Politique
Le premier ministre s’est appuyé sur un large réseau d’ex-collaborateurs et de connaissances pour s’entourer à Matignon.
Le Figaro - 27 septembre 2024 - Par Emmanuel Galiero et Fig Data
Lancé dans la vie politique en 1973, avec un mandat de conseiller général de Savoie sous le bras, Michel Barnier n’a cessé d’élargir son réseau de relations depuis plus d’un demi-siècle.
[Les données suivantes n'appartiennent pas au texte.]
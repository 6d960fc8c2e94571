//! Rules for executables declared on several types of a hierarchy.
//!
//! Each rule looks at two declarations of the same signature. Rules run
//! one after another over all ordered pairs, in this order:
//!
//! 1. An overriding method must not alter parameter constraints
//! 2. Parallel methods must not define parameter constraints
//! 3. A void method must not be return-value constrained
//! 4. A return value is marked cascaded once per hierarchy line
//! 5. Parallel methods must not define group conversions for a cascaded
//!    return value

use crate::{ConstrainedExecutable, MetaDataError, MetaDataResult};
use beanval_core::TypeName;
use beanval_types::{TypeId, TypeRegistry};
use serde::{Deserialize, Serialize};

/// Relaxations of the executable rules.
#[derive(Debug, Clone, Copy, Default, PartialEq, Eq, Serialize, Deserialize)]
#[serde(default)]
pub struct MethodValidationConfig {
    pub allow_overriding_method_alter_parameter_constraint: bool,
    pub allow_parallel_methods_define_parameter_constraints: bool,
    pub allow_multiple_cascaded_validation_on_return_values: bool,
}

impl MethodValidationConfig {
    pub fn with_overriding_method_alter_parameter_constraint(mut self, allow: bool) -> Self {
        self.allow_overriding_method_alter_parameter_constraint = allow;
        self
    }

    pub fn with_parallel_methods_define_parameter_constraints(mut self, allow: bool) -> Self {
        self.allow_parallel_methods_define_parameter_constraints = allow;
        self
    }

    pub fn with_multiple_cascaded_validation_on_return_values(mut self, allow: bool) -> Self {
        self.allow_multiple_cascaded_validation_on_return_values = allow;
        self
    }
}

/// One type's merged declaration of an executable.
#[derive(Debug, Clone)]
pub(crate) struct Declaration {
    pub type_id: TypeId,
    pub type_name: TypeName,
    pub executable: ConstrainedExecutable,
}

type Rule = fn(&RuleContext<'_>, &Declaration, &Declaration) -> MetaDataResult<()>;

struct RuleContext<'a> {
    types: &'a TypeRegistry,
    config: &'a MethodValidationConfig,
    /// Some declaration of the signature has parameter constraints.
    parameters_constrained: bool,
    /// Declaring types parallel to another declaring type, sorted.
    parallel_types: Vec<String>,
}

impl RuleContext<'_> {
    /// `a` is declared on a strict subtype of the type declaring `b`.
    fn is_defined_on_subtype(&self, a: &Declaration, b: &Declaration) -> bool {
        a.type_id != b.type_id && self.types.is_subtype(a.type_id, b.type_id)
    }

    fn is_defined_on_parallel_type(&self, a: &Declaration, b: &Declaration) -> bool {
        a.type_id != b.type_id && self.types.is_parallel(a.type_id, b.type_id)
    }
}

const RULES: [Rule; 5] = [
    overriding_method_must_not_alter_parameter_constraints,
    parallel_methods_must_not_define_parameter_constraints,
    void_methods_must_not_be_return_value_constrained,
    return_value_may_only_be_marked_once_as_cascaded,
    parallel_methods_must_not_define_group_conversion_for_cascaded_return_value,
];

/// Check all declarations of one signature. The declarations are in
/// hierarchy order, one per declaring type.
pub(crate) fn check_declarations(
    types: &TypeRegistry,
    config: &MethodValidationConfig,
    declarations: &[Declaration],
) -> MetaDataResult<()> {
    let parameters_constrained = declarations.iter().any(|d| d.executable.has_parameter_constraints());
    let mut parallel_types: Vec<String> = declarations
        .iter()
        .filter(|d| {
            declarations
                .iter()
                .any(|other| other.type_id != d.type_id && types.is_parallel(d.type_id, other.type_id))
        })
        .map(|d| d.type_name.to_string())
        .collect();
    parallel_types.sort();
    parallel_types.dedup();

    let context = RuleContext {
        types,
        config,
        parameters_constrained,
        parallel_types,
    };
    for rule in RULES {
        for method in declarations {
            for other in declarations {
                rule(&context, method, other)?;
            }
        }
    }
    Ok(())
}

fn overriding_method_must_not_alter_parameter_constraints(
    context: &RuleContext<'_>,
    method: &Declaration,
    other: &Declaration,
) -> MetaDataResult<()> {
    if context.config.allow_overriding_method_alter_parameter_constraint {
        return Ok(());
    }
    if context.is_defined_on_subtype(method, other) && method.executable.has_parameter_constraints() {
        return Err(MetaDataError::parameter_constraints_altered(
            method.executable.signature.to_string(),
            method.type_name.as_str(),
            other.type_name.as_str(),
        ));
    }
    Ok(())
}

fn parallel_methods_must_not_define_parameter_constraints(
    context: &RuleContext<'_>,
    method: &Declaration,
    other: &Declaration,
) -> MetaDataResult<()> {
    if context.config.allow_parallel_methods_define_parameter_constraints {
        return Ok(());
    }
    // Any constrained declaration counts, even one both parallel types inherit
    if context.parameters_constrained && context.is_defined_on_parallel_type(method, other) {
        return Err(MetaDataError::ParallelParameterConstraints {
            method: method.executable.signature.to_string(),
            types: context.parallel_types.clone(),
        });
    }
    Ok(())
}

fn void_methods_must_not_be_return_value_constrained(
    _context: &RuleContext<'_>,
    method: &Declaration,
    _other: &Declaration,
) -> MetaDataResult<()> {
    if method.executable.is_void() && method.executable.is_return_value_constrained() {
        return Err(MetaDataError::VoidMethodConstrained {
            method: method.executable.signature.to_string(),
            declaring_type: method.type_name.to_string(),
        });
    }
    Ok(())
}

fn return_value_may_only_be_marked_once_as_cascaded(
    context: &RuleContext<'_>,
    method: &Declaration,
    other: &Declaration,
) -> MetaDataResult<()> {
    if context.config.allow_multiple_cascaded_validation_on_return_values {
        return Ok(());
    }
    let both_cascaded =
        method.executable.return_cascading.cascading && other.executable.return_cascading.cascading;
    if both_cascaded && context.is_defined_on_subtype(method, other) {
        return Err(MetaDataError::return_value_cascaded_twice(
            method.executable.signature.to_string(),
            method.type_name.as_str(),
            other.type_name.as_str(),
        ));
    }
    Ok(())
}

fn parallel_methods_must_not_define_group_conversion_for_cascaded_return_value(
    context: &RuleContext<'_>,
    method: &Declaration,
    other: &Declaration,
) -> MetaDataResult<()> {
    let (a, b) = (&method.executable.return_cascading, &other.executable.return_cascading);
    let cascaded = a.cascading || b.cascading;
    let converted = !a.group_conversions.is_empty() || !b.group_conversions.is_empty();
    if context.is_defined_on_parallel_type(method, other) && cascaded && converted {
        let mut types = vec![method.type_name.to_string(), other.type_name.to_string()];
        types.sort();
        return Err(MetaDataError::ParallelGroupConversion {
            method: method.executable.signature.to_string(),
            types,
        });
    }
    Ok(())
}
Il a toujours soigné ses contacts avec une régularité de métronome, priant ses secrétaires particulières de bien tenir à jour son précieux fichier, de veiller sur les vœux immanquables et de soigner des missives toujours signées à la main avec petits mots personnalisés.
Le soir du 4 septembre, quand l’ex-négociateur en chef du Brexit comprend que son nom est fixé pour Matignon, il invite aussitôt quelques membres de son cercle rapproché à le rejoindre dès le lendemain matin. « Soyez en forme », les prévient-il sur la boucle WhatsApp des fidèles intitulée « Pros et sympas ».
Michel Barnier les reçoit à 7 heures pétantes, dans son appartement parisien du 7e arrondissement, à deux pas de l’Assemblée nationale. Autour de lui, on retrouve notamment la sénatrice Marie-Claire Carrère-Gée, l’ex-collaborateur Simon Dufeigneux, les jeunes communicants Antoine Lévêque et Erwan de Rancourt… Sans oublier les membres de sa famille, très impliqués dans l’aventure. L’heure est à la fois incroyablement motivante et grave. Le futur premier ministre veut aller vite et anticiper. Il sait qu’il va falloir poser les fondations d’un cabinet solide pour affronter une séquence compliquée, cernée par les urgences. C’est pour cela qu’il se concentre d’abord sur le choix des profils rompus aux questions budgétaires et régaliennes. Pour aborder sa mission dans les meilleures conditions possibles, il nomme donc Jérôme Fournel au poste de directeur de cabinet, puis le préfet Michel Cadot à celui de conseiller territoires, régalien et outre-mer.
Grâce à ce fichier d’ex-collaborateurs, ses conseillers ont pu travailler de manière autonome pour trouver des bras prêts à aider. Ce vivier avait beaucoup servi durant la primaire LR et cette fois, les équipes ont pioché dedans une fois encore. Le nouveau premier ministre avait besoin d’expertises rapides pour réactualiser sa vision des circuits de l’État et pour préparer son discours de politique générale.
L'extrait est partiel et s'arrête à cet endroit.